-- What the task asks --
In the listing below, the answer starts at the line that has "book and review" and stops after the line that has "use donorflow::appointment::StaffDecision;"; please repeat that part exactly and nothing more.

****************

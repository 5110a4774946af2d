/// Command-line interface for the donation engine.
///
/// An interactive menu over one in-memory `DonationService`: register
/// donors and sites, stock inventory, submit demands, and book and review
/// appointments.

use std::io::{self, Write};
use std::process::ExitCode;
use std::str::FromStr;
use std::sync::Arc;

use chrono::{Duration, NaiveDate, Utc};
use tracing::info;
use uuid::Uuid;

use donorflow::appointment::StaffDecision;
use donorflow::config::{load_config, EngineConfig};
use donorflow::directory::InMemoryDirectory;
use donorflow::inventory::{UnitFilter, UnitSort};
use donorflow::models::{
    BloodType, CapacitySlot, ComponentKind, Demand, Donor, InventoryStatus, InventoryUnit,
    Location, Priority, RequestKind, TimeSlot,
};
use donorflow::notify::TracingNotifier;
use donorflow::store::{PageRequest, SortDirection};
use donorflow::DonationService;

struct DonorFlowCli {
    service: DonationService,
    directory: Arc<InMemoryDirectory>,
    running: bool,
}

****************

-- Task answer --
/// donors and sites, stock inventory, submit demands, and book and review
/// appointments.

use std::io::{self, Write};
use std::process::ExitCode;
use std::str::FromStr;
use std::sync::Arc;

use chrono::{Duration, NaiveDate, Utc};
use tracing::info;
use uuid::Uuid;

use donorflow::appointment::StaffDecision;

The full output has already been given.